La segunda vía para hacer crecer la capacidad de la red es el incremento del espectro disponible. El espectro radioeléctrico, un recurso público y escaso, es la base sobre la cual se fundamentan todas las comunicaciones inalámbricas. Así, para dar respuesta a los retos de la tecnología 5G, se consideran necesarios anchos de banda de entre 500MHz y 1 GHz -actualmente el ancho de banda es de 20 MHz, aunque es posible hacer carrier aggregation hasta los 100 MHz. Estas necesidades no pueden ser satisfechas en las bandas de frecuencia por debajo de los 6 GHz y deben buscarse en las denominadas bandas milimétricas –situadas entre los 30 y los 300 GHz. Estas altas frecuencias son adecuadas para proveer anchos de banda grandes, pero plantean nuevos retos debidos, entre otros aspectos, a las elevadas pérdidas de propagación.

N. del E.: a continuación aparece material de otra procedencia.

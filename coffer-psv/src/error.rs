//! Error types for PSV parsing

use thiserror::Error;

/// Result type for PSV operations
pub type Result<T> = std::result::Result<T, Error>;

/// Errors that can occur while parsing a PSV document
#[derive(Error, Debug, Clone, PartialEq, Eq)]
pub enum Error {
    /// Field type specification did not parse
    #[error("Invalid field type: {field_type}")]
    InvalidFieldType { field_type: String },

    /// Header line did not parse
    #[error("Invalid header format: {reason}")]
    InvalidHeader { reason: String },

    /// The same field name appeared twice in the header
    #[error("Duplicate field name: {field}")]
    DuplicateField { field: String },

    /// Document contained no content at all
    #[error("Document is empty")]
    EmptyDocument,
}
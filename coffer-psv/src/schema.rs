//! PSV schema definitions

use crate::error::{Error, Result};
use crate::field_type::PsvFieldType;

/// A single named, typed column in a PSV header.
#[derive(Debug, Clone, PartialEq, Eq)]
pub struct PsvField {
    /// Field name as spelled in the header
    pub name: String,
    /// Declared field type
    pub field_type: PsvFieldType,
    /// Zero-based column index
    pub index: usize,
}

/// The column structure of a PSV document, parsed from its header line.
#[derive(Debug, Clone, PartialEq, Eq, Default)]
pub struct PsvSchema {
    fields: Vec<PsvField>,
}

impl PsvSchema {
    /// Parse a schema from a header line like
    /// `Active!DEC:1|Build Key!HEX:16|CDN Hosts!STRING:0`.
    pub fn parse_header(header_line: &str) -> Result<Self> {
        let mut schema = Self::default();

        for field_spec in header_line.split('|') {
            let Some((name, type_spec)) = field_spec.split_once('!') else {
                return Err(Error::InvalidHeader {
                    reason: format!("field specification without a type: {field_spec:?}"),
                });
            };

            let field_type = PsvFieldType::parse(type_spec)?;
            schema.add_field(name, field_type)?;
        }

        if schema.fields.is_empty() {
            return Err(Error::InvalidHeader {
                reason: "no fields found in header".to_string(),
            });
        }

        Ok(schema)
    }

    /// Append a field to the schema.
    pub fn add_field(&mut self, name: &str, field_type: PsvFieldType) -> Result<()> {
        if self.field(name).is_some() {
            return Err(Error::DuplicateField {
                field: name.to_string(),
            });
        }

        let index = self.fields.len();
        self.fields.push(PsvField {
            name: name.to_string(),
            field_type,
            index,
        });
        Ok(())
    }

    /// Look up a field by name, ASCII case-insensitively.
    pub fn field(&self, name: &str) -> Option<&PsvField> {
        self.fields
            .iter()
            .find(|f| f.name.eq_ignore_ascii_case(name))
    }

    /// `true` if the schema declares a field with this name.
    pub fn has_field(&self, name: &str) -> bool {
        self.field(name).is_some()
    }

    /// All fields in column order.
    pub fn fields(&self) -> &[PsvField] {
        &self.fields
    }

    /// Number of declared columns.
    pub fn field_count(&self) -> usize {
        self.fields.len()
    }
}

#[cfg(test)]
mod tests {
    use super::*;

    #[test]
    fn parses_header() {
        let schema =
            PsvSchema::parse_header("Active!DEC:1|Build Key!HEX:16|CDN Hosts!STRING:0").unwrap();

        assert_eq!(schema.field_count(), 3);
        assert!(schema.has_field("Active"));
        assert!(schema.has_field("Build Key"));
        assert_eq!(
            schema.field("CDN Hosts").unwrap().field_type,
            PsvFieldType::String(0)
        );
    }

    #[test]
    fn field_lookup_ignores_case() {
        let schema = PsvSchema::parse_header("Build Key!HEX:16").unwrap();
        assert!(schema.has_field("build key"));
        assert!(schema.has_field("BUILD KEY"));
        assert!(!schema.has_field("build"));
    }

    #[test]
    fn rejects_untyped_field() {
        assert!(PsvSchema::parse_header("Active|Build Key!HEX:16").is_err());
    }

    #[test]
    fn rejects_duplicate_fields() {
        let result = PsvSchema::parse_header("Active!DEC:1|Active!DEC:1");
        assert!(matches!(result, Err(Error::DuplicateField { .. })));
    }

    #[test]
    fn rejects_empty_header() {
        assert!(PsvSchema::parse_header("").is_err());
    }
}
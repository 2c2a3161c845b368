//! Parser for the typed pipe-separated value (PSV) manifest format.
//!
//! PSV files carry a header line declaring named, typed columns, followed
//! by data rows with positional values:
//!
//! ```text
//! Active!DEC:1|Build Key!HEX:16|CDN Hosts!STRING:0
//! 1|8c9403cc38f3a26eebb153e3bba0e148|cdn.example.com
//! ```
//!
//! Header field *i* and row value *i* pair positionally. A row may carry
//! fewer values than the header declares (the missing trailing pairs are
//! simply absent) or more (the extras are never consumed).

mod document;
mod error;
mod field_type;
mod parser;
mod schema;

pub use document::{PsvDocument, PsvRow};
pub use error::{Error, Result};
pub use field_type::PsvFieldType;
pub use parser::parse;
pub use schema::{PsvField, PsvSchema};
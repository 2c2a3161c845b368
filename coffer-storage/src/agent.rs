//! Agent database lookup: discovering the data directory.
//!
//! The `.agent.db` file at the installation root is a JSON-like blob;
//! the only thing build resolution needs from it is the quoted
//! `data_dir` string. It gets a lightweight scan rather than a full
//! parser, matching what the format actually guarantees.

use crate::fetch::load_text_file;
use crate::{AGENT_DB_FILE, Error, Result};
use std::path::{Path, PathBuf};
use tracing::*;

/// Extract the `data_dir` string value from agent database text.
///
/// Finds the first `"data_dir"` occurrence, skips spaces and the `:`,
/// and takes the following quoted string. `None` when the field is
/// absent, unquoted, or empty.
pub fn data_dir_value(text: &str) -> Option<&str> {
    const QUOTED_NAME: &str = "\"data_dir\"";

    let start = text.find(QUOTED_NAME)? + QUOTED_NAME.len();
    let rest = text[start..].trim_start_matches([' ', ':']);
    let rest = rest.strip_prefix('"')?;
    let end = rest.find('"')?;

    (end > 0).then(|| &rest[..end])
}

/// Find the installation holding `path`.
///
/// Walks `path` and its ancestors for the first directory containing
/// an agent database, then resolves the data directory it names.
/// Returns `(install_root, data_root)`.
pub fn discover_install(path: &Path) -> Result<(PathBuf, PathBuf)> {
    for dir in path.ancestors() {
        let agent_path = dir.join(AGENT_DB_FILE);
        if !agent_path.is_file() {
            continue;
        }

        debug!("Found agent database at {}", agent_path.display());
        let data = load_text_file(&agent_path)?;
        let text = String::from_utf8(data).map_err(|_| {
            Error::InvalidFormat("agent database is not valid UTF-8 text".to_string())
        })?;

        let data_dir = data_dir_value(&text).ok_or_else(|| {
            Error::InvalidFormat("agent database names no data_dir".to_string())
        })?;

        return Ok((dir.to_path_buf(), dir.join(data_dir)));
    }

    Err(Error::NotFound(format!(
        "no {AGENT_DB_FILE} at or above {}",
        path.display()
    )))
}

#[cfg(test)]
mod tests {
    use super::*;

    #[test]
    fn extracts_quoted_data_dir() {
        let text = r#"{"first_run": false, "data_dir": "Heroes of the Storm/Data", "last_run": 0}"#;
        assert_eq!(data_dir_value(text), Some("Heroes of the Storm/Data"));
    }

    #[test]
    fn tolerates_spacing_around_the_colon() {
        assert_eq!(data_dir_value(r#""data_dir"  :  "Data""#), Some("Data"));
        assert_eq!(data_dir_value(r#""data_dir":"Data""#), Some("Data"));
    }

    #[test]
    fn rejects_absent_or_malformed_values() {
        assert_eq!(data_dir_value("{}"), None);
        assert_eq!(data_dir_value(r#""data_dir": 42"#), None);
        assert_eq!(data_dir_value(r#""data_dir": """#), None);
        assert_eq!(data_dir_value(r#""data_dir": "unterminated"#), None);
    }
}
//! The resolved build descriptor.

use crate::locale::LocaleFlags;
use coffer_config::{ContentKey, Product};
use std::path::PathBuf;

/// Everything a storage engine needs to open a build: the manifest
/// selection, the CDN archive set, the metadata content keys, and the
/// resolved filesystem paths.
///
/// A descriptor only ever exists fully populated; [`crate::open`]
/// either returns one with every resolution stage completed and
/// verified, or an error and nothing.
#[derive(Debug, Clone, PartialEq, Eq)]
pub struct BuildDescriptor {
    /// Product the build belongs to, when the build file named one.
    pub product: Option<Product>,

    /// Build number; 0 when the build file carried no build name.
    pub build_number: u32,

    /// Default locale mask from the manifest's tag string. May be zero.
    pub default_locale: LocaleFlags,

    /// Key addressing the CDN build file.
    pub cdn_build_key: ContentKey,

    /// Key addressing the CDN config file.
    pub cdn_config_key: ContentKey,

    /// CDN URL: host concatenated with path.
    pub cdn_url: String,

    /// Key of the archive grouping index.
    pub archive_group: ContentKey,

    /// Keys of all archives backing the storage. Never empty.
    pub archives: Vec<ContentKey>,

    /// Key of the patch-archive grouping index, when present.
    pub patch_archive_group: Option<ContentKey>,

    /// Keys of patch archives. Empty when the storage has none.
    pub patch_archives: Vec<ContentKey>,

    /// Content key of the root manifest.
    pub root_key: Option<ContentKey>,

    /// Content key of the patch manifest.
    pub patch_key: Option<ContentKey>,

    /// Content key of the download manifest.
    pub download_key: Option<ContentKey>,

    /// Content key of the install manifest.
    pub install_key: Option<ContentKey>,

    /// Content key of the encoding table.
    pub encoding_key: ContentKey,

    /// Encoded key of the encoding table.
    pub encoding_ekey: ContentKey,

    /// Installation root (the directory holding the manifest files).
    pub install_root: PathBuf,

    /// Data directory named by the agent database.
    pub data_root: PathBuf,

    /// Index subdirectory the storage engine should open.
    pub index_path: PathBuf,
}
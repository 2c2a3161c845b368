#![allow(clippy::expect_used, clippy::panic)]

//! Resolve and dump the build descriptor of a local installation.
//!
//! Usage:
//!   cargo run --example dump_build_descriptor -p coffer-storage -- /path/to/install

use std::env;

fn main() {
    let path = env::args()
        .nth(1)
        .expect("usage: dump_build_descriptor <install-path>");

    let descriptor =
        coffer_storage::open(&path).expect("failed to resolve build configuration");

    println!("Install root: {}", descriptor.install_root.display());
    println!("Data root:    {}", descriptor.data_root.display());
    println!("Index path:   {}", descriptor.index_path.display());
    println!();

    match descriptor.product {
        Some(product) => println!("Product:      {product:?}"),
        None => println!("Product:      -"),
    }
    println!("Build:        {}", descriptor.build_number);
    println!("Locale mask:  {:#x}", u32::from(descriptor.default_locale));
    println!("CDN URL:      {}", descriptor.cdn_url);
    println!();

    println!("CDN build key:  {}", descriptor.cdn_build_key);
    println!("CDN config key: {}", descriptor.cdn_config_key);
    println!("Archive group:  {}", descriptor.archive_group);
    println!("Archives ({}):", descriptor.archives.len());
    for archive in &descriptor.archives {
        println!("  - {archive}");
    }
    if !descriptor.patch_archives.is_empty() {
        println!("Patch archives ({}):", descriptor.patch_archives.len());
        for archive in &descriptor.patch_archives {
            println!("  - {archive}");
        }
    }
    println!();

    println!("Encoding key:  {}", descriptor.encoding_key);
    println!("Encoding ekey: {}", descriptor.encoding_ekey);
    for (name, key) in [
        ("Root", descriptor.root_key),
        ("Patch", descriptor.patch_key),
        ("Download", descriptor.download_key),
        ("Install", descriptor.install_key),
    ] {
        match key {
            Some(key) => println!("{name:<9} key: {key}"),
            None => println!("{name:<9} key: -"),
        }
    }
}
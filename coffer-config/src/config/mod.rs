//! CDN configuration file parsers.
mod build;
mod cdn;

pub use self::{
    build::{BuildConfig, extract_build_number},
    cdn::CdnConfig,
};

Finalmente, la tercera vía es el incremento de la eficiencia espectral que habitualmente se mide en bits/seg/Hz/celda o bits/seg/Hz/km2. Para ello la comunidad científica se ha centrado en un nuevo concepto llamado massive MIMO. La tecnología MIMO (Multiple Input- Multiple Output) consiste en la disposición de múltiples antenas tanto en recepción como en transmisión. Con ello se consigue aprovechar la propagación multicamino mediante la diversidad en espacio provista por las distintas antenas, siempre y cuando las características del canal de comunicación así lo permitan. En concreto, para una comunicación con igual número de antenas en recepción y en transmisión, la capacidad puede llegar a multiplicarse por el número de antenas en recepción (o en transmisión). En caso de tener un número distinto de antenas en cada extremo de la comunicación, la ganancia será limitada por aquel extremo con menor número de antenas. Ya en el estándar 4G se contempla la utilización de esquemas MIMO de 2×2, 4×4 o 8×8. Massive MIMO es una tecnología que, partiendo de las ganancias ofrecidas por MIMO, instala decenas o centenares de elementos de antena en la estación base. Esto permite que un determinado recurso temporal y espectral pueda ser reutilizado para transmitir simultáneamente hacia numerosos terminales móviles. Así, el número máximo de terminales servidos simultáneamente depende tanto de las características del canal como del número de antenas tanto en la estación base como en los terminales móviles. Esta tecnología es, sin duda, una de las grandes revoluciones que permitirán alcanzar las capacidades requeridas, pero plantea enormes retos en cuanto a consumo energético y complejidad computacional.

Si bien es cierto que las tres vías plantean retos tecnológicos de primer orden, también es cierto que en la actualidad la comunidad científica ha conseguido enormes avances en los tres campos. Es por ello que, lejos de ser un sueño, los objetivos propuestos en la definición de la tecnología 5G empiezan a ser realidad. Deberemos esperar un tiempo para comprobar la enorme revolución que se avecina… pero tiempo al tiempo.

Ferran Adelantado es profesor de los Estudios de Informática, Multimedia y Telecomunicaciones e investigador senior del grupo de investigación WiNe (Wireless Networks) de la UOC. Es ingeniero en Telecomunicaciones y doctor por la UPC y graduado en Ciencias Empresariales por la UOC. Actualmente, es el director del programa doctoral NIT (Network and Information Technologies).